→ Work task: Where a line of the data holds the word "bail", copy that line.

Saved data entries
-- Opening Marker --
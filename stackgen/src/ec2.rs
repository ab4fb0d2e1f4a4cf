use std::collections::BTreeMap;

use anyhow::{bail, Context, Result};
use async_trait::async_trait;
use aws_config::SdkConfig;
use aws_sdk_ec2::{
  config::{self, retry::RetryConfig},
  types::Filter,
  Client,
};
use aws_types::region::Region;
use chrono::{DateTime, FixedOffset};
use futures::{stream, StreamExt};
use tracing::{debug, warn};

/// Ubuntu 18.04 LTS (bionic) image name pattern
pub const DEFAULT_NAME_PATTERN: &str = "ubuntu/images/hvm-ssd/ubuntu-bionic-18.04-amd64*";

/// Maximum number of per-region image queries in flight at once
pub const DEFAULT_CONCURRENCY: usize = 15;

const MAX_API_RETRIES: u32 = 3;

/// One candidate image returned by a regional catalog query
///
/// The creation date is parsed up front so that latest-selection compares
/// timestamps, not strings
#[derive(Clone, Debug, PartialEq, Eq)]
pub struct ImageCandidate {
  /// The image identifier - unique within a region, not globally
  pub id: String,

  /// The image name the pattern was matched against
  pub name: String,

  /// When the image was created
  pub created: DateTime<FixedOffset>,
}

/// The two provider operations the resolver needs: list regions and query one
/// region's image catalog
///
/// Trait wrapper to support testing
#[async_trait]
pub trait ImageCatalog {
  /// Enumerate all regions available to the session
  async fn regions(&self) -> Result<Vec<String>>;

  /// List the images in `region` whose name matches `name_pattern`
  ///
  /// The pattern is passed through to the provider's `name` filter, so it
  /// follows `describe-images` glob semantics (e.g. a trailing `*`)
  async fn images(&self, region: &str, name_pattern: &str) -> Result<Vec<ImageCandidate>>;
}

/// `ImageCatalog` backed by the EC2 API
///
/// Each region is a separate endpoint with its own catalog, so every query
/// gets a client scoped to that region, all sharing one caller-provided config
pub struct Ec2ImageCatalog {
  config: SdkConfig,
}

impl Ec2ImageCatalog {
  pub fn new(config: SdkConfig) -> Self {
    Self { config }
  }

  fn client(&self, region: Option<&str>) -> Client {
    let mut builder = config::Builder::from(&self.config).retry_config(RetryConfig::standard().with_max_attempts(MAX_API_RETRIES));
    if let Some(region) = region {
      builder = builder.region(Region::new(region.to_owned()));
    }

    Client::from_conf(builder.build())
  }
}

#[async_trait]
impl ImageCatalog for Ec2ImageCatalog {
  async fn regions(&self) -> Result<Vec<String>> {
    let response = self
      .client(None)
      .describe_regions()
      .send()
      .await
      .context("failed to enumerate regions")?;

    let regions = response
      .regions()
      .unwrap_or_default()
      .iter()
      .filter_map(|region| region.region_name().map(ToOwned::to_owned))
      .collect();

    Ok(regions)
  }

  async fn images(&self, region: &str, name_pattern: &str) -> Result<Vec<ImageCandidate>> {
    let response = self
      .client(Some(region))
      .describe_images()
      .filters(Filter::builder().name("name").values(name_pattern).build())
      .send()
      .await
      .with_context(|| format!("failed to query images in {region}"))?;

    let candidates = response
      .images()
      .unwrap_or_default()
      .iter()
      .filter_map(|image| {
        let id = image.image_id()?.to_owned();
        let name = image.name()?.to_owned();
        let created = match image.creation_date().map(DateTime::parse_from_rfc3339) {
          Some(Ok(created)) => created,
          _ => {
            warn!("skipping {id} in {region}: missing or malformed creation date");
            return None;
          }
        };

        Some(ImageCandidate { id, name, created })
      })
      .collect();

    Ok(candidates)
  }
}

/// Select the most recently created image
///
/// An explicit max-fold with strict `>`: ties keep the earliest-listed record,
/// and an empty catalog is `None` rather than a panic
pub fn latest_image(candidates: &[ImageCandidate]) -> Option<&ImageCandidate> {
  candidates
    .iter()
    .reduce(|latest, candidate| if candidate.created > latest.created { candidate } else { latest })
}

/// Resolve the latest image matching `name_pattern` in every region
///
/// Region queries are independent, so they fan out with at most `concurrency`
/// in flight; each worker owns its result and the map is assembled by this
/// single collecting task. Regions with no match are omitted from the map with
/// a warning. A failed region enumeration, or any region query that still
/// fails after the client's retries, aborts the whole resolution - no partial
/// map is returned.
pub async fn create_ami_region_map<C>(catalog: &C, name_pattern: &str, concurrency: usize) -> Result<BTreeMap<String, String>>
where
  C: ImageCatalog + Sync,
{
  if name_pattern.is_empty() {
    bail!("image name pattern must not be empty");
  }

  let regions = catalog.regions().await?;
  debug!("resolving latest image matching {name_pattern} across {} regions", regions.len());

  let results: Vec<Result<(String, Option<String>)>> = stream::iter(regions)
    .map(|region| async move {
      let candidates = catalog.images(&region, name_pattern).await?;
      let latest = latest_image(&candidates).map(|image| image.id.clone());
      Ok((region, latest))
    })
    .buffer_unordered(concurrency.max(1))
    .collect()
    .await;

  let mut map = BTreeMap::new();
  for result in results {
    let (region, latest) = result?;
    match latest {
      Some(id) => {
        debug!("{region}: {id}");
        map.insert(region, id);
      }
      None => warn!("no image matching {name_pattern} in {region}, omitting it from the map"),
    }
  }

  Ok(map)
}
-- Closing Marker --
→ Answer to this problem:
use anyhow::{bail, Context, Result};
    bail!("image name pattern must not be empty");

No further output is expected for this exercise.